Stuart Polak, Director of the Conservative Friends of Israel added: "The report is severely flawed. Firstly there is no moral equivalence between the actions of Israel in self defence and the terrorist actions of Hamas in attempting to destroy Israel. Secondly the UNHRC - with member states with themselves questionable human rights records - is not a credible forum for these sorts of discussions. And thirdly the report itself is laced with factual inaccuracies, and omissions."

The UN General Assembly must now consider the Goldstone Report, which was strongly critical of Israel’s conduct during Operation Cast Lead, and report back to the Human Rights Council.
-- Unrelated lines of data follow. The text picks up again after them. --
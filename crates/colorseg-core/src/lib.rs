//! colorseg core - Basic data structures for color segmentation
//!
//! This crate provides the fundamental data structures used throughout
//! the colorseg workspace:
//!
//! - [`Pix`] / [`PixMut`] - The image container (immutable / mutable)
//! - [`Rgb`] - An opaque 8-bit RGB color with hex parsing
//! - [`Box`] - Rectangle regions (component bounds)
//! - [`ImageFormat`] - File formats understood by the I/O crate

pub mod box_;
pub mod error;
pub mod pix;
pub mod rgb;

pub use box_::Box;
pub use error::{Error, Result};
pub use pix::{ImageFormat, Pix, PixMut, PixelDepth};
pub use rgb::Rgb;

/// Color channel helpers for 32-bit RGBA pixels.
///
/// # Pixel format
///
/// 32-bit pixels are stored as `0xRRGGBBAA` (red in MSB, alpha in LSB).
/// RGB images (spp = 3) always carry an alpha byte of 255.
pub mod color {
    /// Shift amounts for extracting color channels
    pub const RED_SHIFT: u32 = 24;
    pub const GREEN_SHIFT: u32 = 16;
    pub const BLUE_SHIFT: u32 = 8;
    pub const ALPHA_SHIFT: u32 = 0;

    /// Alpha value of a fully transparent pixel.
    pub const ALPHA_TRANSPARENT: u8 = 0;

    /// Alpha value of a fully opaque pixel.
    pub const ALPHA_OPAQUE: u8 = 255;

    /// Extract red component from a 32-bit pixel.
    #[inline]
    pub fn red(pixel: u32) -> u8 {
        ((pixel >> RED_SHIFT) & 0xff) as u8
    }

    /// Extract green component from a 32-bit pixel.
    #[inline]
    pub fn green(pixel: u32) -> u8 {
        ((pixel >> GREEN_SHIFT) & 0xff) as u8
    }

    /// Extract blue component from a 32-bit pixel.
    #[inline]
    pub fn blue(pixel: u32) -> u8 {
        ((pixel >> BLUE_SHIFT) & 0xff) as u8
    }

    /// Extract alpha component from a 32-bit pixel.
    #[inline]
    pub fn alpha(pixel: u32) -> u8 {
        ((pixel >> ALPHA_SHIFT) & 0xff) as u8
    }

    /// Compose a 32-bit RGB pixel (alpha = 255).
    #[inline]
    pub fn compose_rgb(r: u8, g: u8, b: u8) -> u32 {
        compose_rgba(r, g, b, ALPHA_OPAQUE)
    }

    /// Compose a 32-bit RGBA pixel.
    #[inline]
    pub fn compose_rgba(r: u8, g: u8, b: u8, a: u8) -> u32 {
        ((r as u32) << RED_SHIFT)
            | ((g as u32) << GREEN_SHIFT)
            | ((b as u32) << BLUE_SHIFT)
            | ((a as u32) << ALPHA_SHIFT)
    }

    /// Extract RGB values from a 32-bit pixel.
    #[inline]
    pub fn extract_rgb(pixel: u32) -> (u8, u8, u8) {
        (red(pixel), green(pixel), blue(pixel))
    }

    /// Extract RGBA values from a 32-bit pixel.
    #[inline]
    pub fn extract_rgba(pixel: u32) -> (u8, u8, u8, u8) {
        (red(pixel), green(pixel), blue(pixel), alpha(pixel))
    }

    /// Check whether a pixel is fully transparent.
    ///
    /// Only meaningful for images with an alpha channel (spp = 4).
    #[inline]
    pub fn is_transparent(pixel: u32) -> bool {
        alpha(pixel) == ALPHA_TRANSPARENT
    }

    #[cfg(test)]
    mod tests {
        use super::*;

        #[test]
        fn test_compose_extract() {
            let p = compose_rgba(0x12, 0x34, 0x56, 0x78);
            assert_eq!(p, 0x1234_5678);
            assert_eq!(extract_rgba(p), (0x12, 0x34, 0x56, 0x78));
            assert_eq!(extract_rgb(compose_rgb(1, 2, 3)), (1, 2, 3));
            assert_eq!(alpha(compose_rgb(1, 2, 3)), 255);
        }

        #[test]
        fn test_is_transparent() {
            assert!(is_transparent(0));
            assert!(is_transparent(compose_rgba(200, 10, 10, 0)));
            assert!(!is_transparent(compose_rgba(0, 0, 0, 1)));
        }
    }
}
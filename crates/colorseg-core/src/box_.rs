//! Box - Rectangle regions
//!
//! Used to report the bounds of segmented regions.

use crate::error::{Error, Result};

/// A rectangle region
///
/// A simple Copy type since it's small and frequently copied.
#[derive(Debug, Clone, Copy, PartialEq, Eq, Hash, Default)]
pub struct Box {
    /// Left x coordinate
    pub x: i32,
    /// Top y coordinate
    pub y: i32,
    /// Width
    pub w: i32,
    /// Height
    pub h: i32,
}

impl Box {
    /// Create a new box
    ///
    /// # Errors
    ///
    /// Returns an error if width or height is negative.
    pub fn new(x: i32, y: i32, w: i32, h: i32) -> Result<Self> {
        if w < 0 || h < 0 {
            return Err(Error::InvalidParameter(format!(
                "box dimensions must be non-negative: w={}, h={}",
                w, h
            )));
        }
        Ok(Self { x, y, w, h })
    }

    /// Create the smallest box covering the inclusive pixel extent
    /// `[min_x, max_x] x [min_y, max_y]`.
    pub fn from_extent(min_x: u32, min_y: u32, max_x: u32, max_y: u32) -> Self {
        let (x0, x1) = (min_x.min(max_x) as i32, min_x.max(max_x) as i32);
        let (y0, y1) = (min_y.min(max_y) as i32, min_y.max(max_y) as i32);
        Self {
            x: x0,
            y: y0,
            w: x1 - x0 + 1,
            h: y1 - y0 + 1,
        }
    }

    /// Get the area
    #[inline]
    pub fn area(&self) -> i64 {
        self.w as i64 * self.h as i64
    }
}
//! External feature detectors
//!
//! Edge and circle detection are delegated to an external vision toolkit.
//! This module only defines the seam: a [`FeatureDetector`] receives an
//! 8-bit grayscale image and returns 8-bit grayscale maps of the same size.
//! No detector is shipped with this crate.

use anyhow::{Context, ensure};
use colorseg_color::pix_convert_to_gray;
use colorseg_core::{Pix, PixelDepth};

/// An edge and circle detector working on 8-bit grayscale images
pub trait FeatureDetector {
    /// Produce an edge map of `gray`
    fn detect_edges(&self, gray: &Pix) -> anyhow::Result<Pix>;

    /// Produce a map of the circles found in `gray`
    fn detect_circles(&self, gray: &Pix) -> anyhow::Result<Pix>;
}

/// Maps produced by [`run_feature_detection`]
#[derive(Debug, Clone)]
pub struct FeatureMaps {
    /// Grayscale input handed to the detector
    pub gray: Pix,
    pub edges: Pix,
    pub circles: Pix,
}

/// Convert `pix` to grayscale and run both detectors on it
///
/// # Errors
///
/// Fails if the conversion or a detector fails, or if a detector returns
/// something other than an 8-bit map of the input's size.
pub fn run_feature_detection<D: FeatureDetector + ?Sized>(
    detector: &D,
    pix: &Pix,
) -> anyhow::Result<FeatureMaps> {
    let gray = pix_convert_to_gray(pix).context("grayscale conversion failed")?;

    let edges = detector
        .detect_edges(&gray)
        .context("edge detection failed")?;
    check_map("edge", &gray, &edges)?;

    let circles = detector
        .detect_circles(&gray)
        .context("circle detection failed")?;
    check_map("circle", &gray, &circles)?;

    Ok(FeatureMaps {
        gray,
        edges,
        circles,
    })
}

fn check_map(kind: &str, gray: &Pix, map: &Pix) -> anyhow::Result<()> {
    ensure!(
        map.depth() == PixelDepth::Bit8,
        "{} map must be 8-bit, got {} bpp",
        kind,
        map.depth().bits()
    );
    ensure!(
        map.width() == gray.width() && map.height() == gray.height(),
        "{} map is {}x{}, expected {}x{}",
        kind,
        map.width(),
        map.height(),
        gray.width(),
        gray.height()
    );
    Ok(())
}
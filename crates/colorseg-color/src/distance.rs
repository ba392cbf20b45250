//! Weighted RGB color distance
//!
//! The distance between two colors is a weighted Euclidean norm over the
//! channel differences:
//!
//! ```text
//! d(a, b) = sqrt(2 * dR^2 + 3 * dG^2 + 4 * dB^2)
//! ```
//!
//! The weights are not a standard color-difference formula; segmentation
//! output depends on them exactly. Alpha never participates.

use colorseg_core::Rgb;

/// Weight applied to the squared red difference
pub const RED_WEIGHT: i32 = 2;

/// Weight applied to the squared green difference
pub const GREEN_WEIGHT: i32 = 3;

/// Weight applied to the squared blue difference
pub const BLUE_WEIGHT: i32 = 4;

/// Compute the weighted distance between two colors.
///
/// Always defined and non-negative; the maximum (black vs. white) is
/// `255 * 3 = 765`.
///
/// # Examples
///
/// ```
/// use colorseg_color::color_distance;
/// use colorseg_core::Rgb;
///
/// let d = color_distance(Rgb::new(0, 0, 0), Rgb::new(0, 0, 10));
/// assert_eq!(d, 20.0);
/// ```
pub fn color_distance(a: Rgb, b: Rgb) -> f64 {
    let dr = a.r as i32 - b.r as i32;
    let dg = a.g as i32 - b.g as i32;
    let db = a.b as i32 - b.b as i32;

    let sum = RED_WEIGHT * dr * dr + BLUE_WEIGHT * db * db + GREEN_WEIGHT * dg * dg;
    (sum as f64).sqrt()
}

/// Check whether two colors are within `max_delta` of each other.
///
/// The comparison is strict: a distance exactly equal to `max_delta` is
/// *not* similar.
#[inline]
pub fn colors_are_similar(a: Rgb, b: Rgb, max_delta: f64) -> bool {
    color_distance(a, b) < max_delta
}

/// Packed-pixel form of [`colors_are_similar`]; alpha bytes are ignored.
#[inline]
pub fn pixels_are_similar(a: u32, b: u32, max_delta: f64) -> bool {
    colors_are_similar(Rgb::from_pixel(a), Rgb::from_pixel(b), max_delta)
}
Palestinian President Mahmoud Abbas had not originally lent his support to the report and did not encourage countries to vote in favour of it. But after an outcry in Gaza, Mr Abbas changed his position and pushed for a vote by the Human Rights Council.

A spokeswoman for the Board of Deputies commented: "It is not surprising but nonetheless ironic, to say the least, that countries like Saudi Arabia and others, under the cover of the UNHRC, are singling out Israel by citing allegations of war crimes based on the deeply flawed Goldstone Report.

"Every nation state should be accountable for its actions, and Israel has both undertaken around 100 individual investigations, some of which are ongoing, and worked with the Secretary General of the UN in his report to the Security Council, but the credibility of the Goldstone Report remains deeply suspect, with commentators such as the Times and the Economist calling its findings into question."

She added: "The British Government should not allow the credibility of international law and concerted efforts to find peace to be undermined by standing by as the Goldstone Report receives endorsement. No one should rely on the United States using its veto to retrieve the situation should the matter proceed to the Security Council."